Exercise objective:
Scan the data for "geometric" and copy the lines it appears in.

Exercise inputs:
[Start of Attachment]

//! Scorescan Core Types and Definitions
//!
//! This crate provides the foundational pixel-level and geometric types shared
//! by the staff-line retrieval and the interpretation graph. It includes:
//!
//! - **Identifiers**: Typed indices for sections, filaments and inters ([`identifier`] module)
//! - **Geometry**: Basic geometric types ([`geometry`] module)
//! - **Scale**: Sheet scale and scale-relative fractions ([`scale`] module)
//! - **Image**: Binary (foreground/background) images ([`image`] module)
//! - **Runs**: Oriented runs of foreground pixels ([`run`] module)
//! - **Lag**: Sections built from runs ([`lag`] module)
//! - **Shape**: Musical shapes and their categories ([`shape`] module)

pub mod error;
pub mod geometry;
pub mod identifier;
pub mod image;
pub mod lag;
pub mod run;
pub mod scale;
pub mod shape;

pub use error::CoreError;
//! CLI logic for the Scorescan tool.
//!
//! `scorescan grid` retrieves the staves of a sheet image and writes them as
//! JSON; `scorescan reduce` reduces the interpretation graphs of a JSON
//! document and writes the surviving interpretations.

pub mod error_adapter;

mod args;
mod config;
mod error;

pub use args::{Args, Command, ModeArg};
pub use error::{CliError, ConfigError};

use std::fs;

use log::info;

use scorescan::{SheetProcessor, config::AppConfig, document::SheetDocument, image::BinaryImage};

/// Run the Scorescan CLI application
///
/// # Arguments
///
/// * `args` - Command-line arguments
///
/// # Errors
///
/// Returns `CliError` for:
/// - File I/O errors
/// - Configuration loading errors
/// - Image decoding errors
/// - Malformed JSON documents
/// - Processing errors
pub fn run(args: &Args) -> Result<(), CliError> {
    let app_config = config::load_config(args.config.as_ref())?;

    match &args.command {
        Command::Grid { input, output } => run_grid(app_config, input, output),
        Command::Reduce {
            input,
            output,
            mode,
        } => {
            let app_config = match mode {
                Some(mode) => {
                    let reducer = app_config.reducer().clone().with_mode((*mode).into());
                    app_config.with_reducer(reducer)
                }
                None => app_config,
            };
            run_reduce(app_config, input, output)
        }
    }
}

fn run_grid(config: AppConfig, input: &str, output: &str) -> Result<(), CliError> {
    info!(input_path = input, output_path = output; "Retrieving staves");

    let gray = image::open(input)?.to_luma8();
    let (width, height) = (gray.width() as usize, gray.height() as usize);
    let threshold = config.grid().binarization_threshold();
    let binary = BinaryImage::from_gray(width, height, gray.as_raw(), threshold)
        .map_err(|err| scorescan::ScorescanError::Grid(err.into()))?;

    let processor = SheetProcessor::new(config);
    let layout = processor.retrieve_staves(&binary, None)?;

    fs::write(output, serde_json::to_string_pretty(&layout)?)?;

    info!(output_file = output, staves = layout.staves().len(); "Staves exported successfully");
    Ok(())
}

fn run_reduce(config: AppConfig, input: &str, output: &str) -> Result<(), CliError> {
    info!(input_path = input, output_path = output; "Reducing document");

    let content = fs::read_to_string(input)?;
    let document: SheetDocument = serde_json::from_str(&content)?;

    let processor = SheetProcessor::new(config);
    let reduced = processor.reduce_document(&document)?;

    fs::write(output, serde_json::to_string_pretty(&reduced)?)?;

    info!(output_file = output; "Document exported successfully");
    Ok(())
}
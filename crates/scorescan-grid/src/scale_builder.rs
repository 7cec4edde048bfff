//! Estimation of the sheet scale from vertical run lengths.
//!
//! The most frequent vertical foreground run length gives the staff line
//! thickness, and the most frequent vertical background run length found
//! between two foreground runs gives the white gap between two lines. Their
//! sum is the interline.

use log::{debug, info};

use scorescan_core::{
    image::BinaryImage,
    run::{Orientation, RunsTableFactory},
    scale::Scale,
};

use crate::error::GridError;

/// Histogram of run lengths, indexed by length.
#[derive(Debug, Default)]
struct Histogram {
    counts: Vec<usize>,
}

impl Histogram {
    fn add(&mut self, length: usize) {
        if length >= self.counts.len() {
            self.counts.resize(length + 1, 0);
        }
        self.counts[length] += 1;
    }

    /// Most frequent length and its count, smaller lengths winning ties
    fn peak(&self) -> Option<(usize, usize)> {
        self.counts
            .iter()
            .copied()
            .enumerate()
            .filter(|&(_, count)| count > 0)
            .fold(None, |best, (length, count)| match best {
                Some((_, best_count)) if best_count >= count => best,
                _ => Some((length, count)),
            })
    }

    fn count(&self, length: usize) -> usize {
        self.counts.get(length).copied().unwrap_or(0)
    }
}

/// Builds a [`Scale`] out of a binary image.
#[derive(Debug, Clone)]
pub struct ScaleBuilder {
    quorum_ratio: f64,
    second_peak_ratio: f64,
}

impl Default for ScaleBuilder {
    fn default() -> Self {
        Self {
            quorum_ratio: 0.1,
            second_peak_ratio: 0.3,
        }
    }
}

impl ScaleBuilder {
    /// Estimates the scale of the image.
    ///
    /// # Errors
    ///
    /// Returns [`GridError::EmptyImage`] for an image without pixels and
    /// [`GridError::NoScale`] when no foreground or no background run
    /// between two foreground runs can be measured.
    pub fn build(&self, image: &BinaryImage) -> Result<Scale, GridError> {
        if image.width() == 0 || image.height() == 0 {
            return Err(GridError::EmptyImage {
                width: image.width(),
                height: image.height(),
            });
        }

        let table = RunsTableFactory::new(Orientation::Vertical).create_table(image);
        let mut fore = Histogram::default();
        let mut back = Histogram::default();

        for pos in 0..table.size() {
            let runs = table.sequence(pos);
            for run in runs {
                fore.add(run.length() as usize);
            }
            for pair in runs.windows(2) {
                back.add((pair[1].start() - pair[0].stop() - 1) as usize);
            }
        }

        let (main_fore, fore_count) = fore
            .peak()
            .ok_or_else(|| GridError::NoScale("no foreground pixels".to_string()))?;
        let (main_back, back_count) = back.peak().ok_or_else(|| {
            GridError::NoScale("no background gap between foreground runs".to_string())
        })?;

        let quorum = ((fore_count as f64 * self.quorum_ratio).ceil() as usize).max(1);
        let mut max_fore = main_fore;
        while fore.count(max_fore + 1) >= quorum {
            max_fore += 1;
        }

        let second_back = self.second_peak(&back, main_back, back_count);
        let interline = (main_back + main_fore) as i32;
        debug!(main_back, back_count, second_back:?; "Background peaks");

        let scale = Scale::new(interline, main_fore as i32, max_fore as i32)?
            .with_second_interline(second_back.map(|b| (b + main_fore) as i32));
        info!(
            interline = scale.interline(),
            main_fore = scale.main_fore(),
            max_fore = scale.max_fore(),
            second_interline:? = scale.second_interline();
            "Scale estimated"
        );
        Ok(scale)
    }

    /// Looks for a second background peak, clearly apart from the main one
    fn second_peak(&self, back: &Histogram, main_back: usize, main_count: usize) -> Option<usize> {
        let min_count = (main_count as f64 * self.second_peak_ratio).ceil() as usize;
        let min_distance = (main_back / 4).max(2);

        (1..back.counts.len())
            .filter(|&l| l.abs_diff(main_back) > min_distance)
            .filter(|&l| {
                let count = back.count(l);
                count >= min_count.max(1)
                    && count >= back.count(l - 1)
                    && count >= back.count(l + 1)
            })
            .max_by_key(|&l| (back.count(l), std::cmp::Reverse(l)))
    }
}

#[cfg(test)]
mod tests {
    use super::*;

    fn staff_image(top: usize, interline: usize, thickness: usize, width: usize) -> BinaryImage {
        let mut image = BinaryImage::new(width, top + 6 * interline);
        for i in 0..5 {
            image.fill_rect(0, top + i * interline, width, thickness);
        }
        image
    }

    #[test]
    fn test_build_on_regular_staff() {
        let image = staff_image(10, 20, 3, 100);
        let scale = ScaleBuilder::default().build(&image).unwrap();

        assert_eq!(scale.interline(), 20);
        assert_eq!(scale.main_fore(), 3);
        assert_eq!(scale.max_fore(), 3);
        assert_eq!(scale.second_interline(), None);
    }

    #[test]
    fn test_build_detects_second_interline() {
        let mut image = BinaryImage::new(200, 200);
        for i in 0..5 {
            image.fill_rect(0, 10 + i * 20, 120, 3);
            image.fill_rect(120, 10 + i * 12, 80, 3);
        }
        let scale = ScaleBuilder::default().build(&image).unwrap();

        assert_eq!(scale.interline(), 20);
        assert_eq!(scale.second_interline(), Some(12));
    }

    #[test]
    fn test_build_rejects_blank_image() {
        let image = BinaryImage::new(10, 10);
        assert!(matches!(
            ScaleBuilder::default().build(&image),
            Err(GridError::NoScale(_))
        ));
        assert!(matches!(
            ScaleBuilder::default().build(&BinaryImage::new(0, 4)),
            Err(GridError::EmptyImage { .. })
        ));
    }
}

[End of Attachment]

Result:
//! This crate provides the foundational pixel-level and geometric types shared
//! - **Geometry**: Basic geometric types ([`geometry`] module)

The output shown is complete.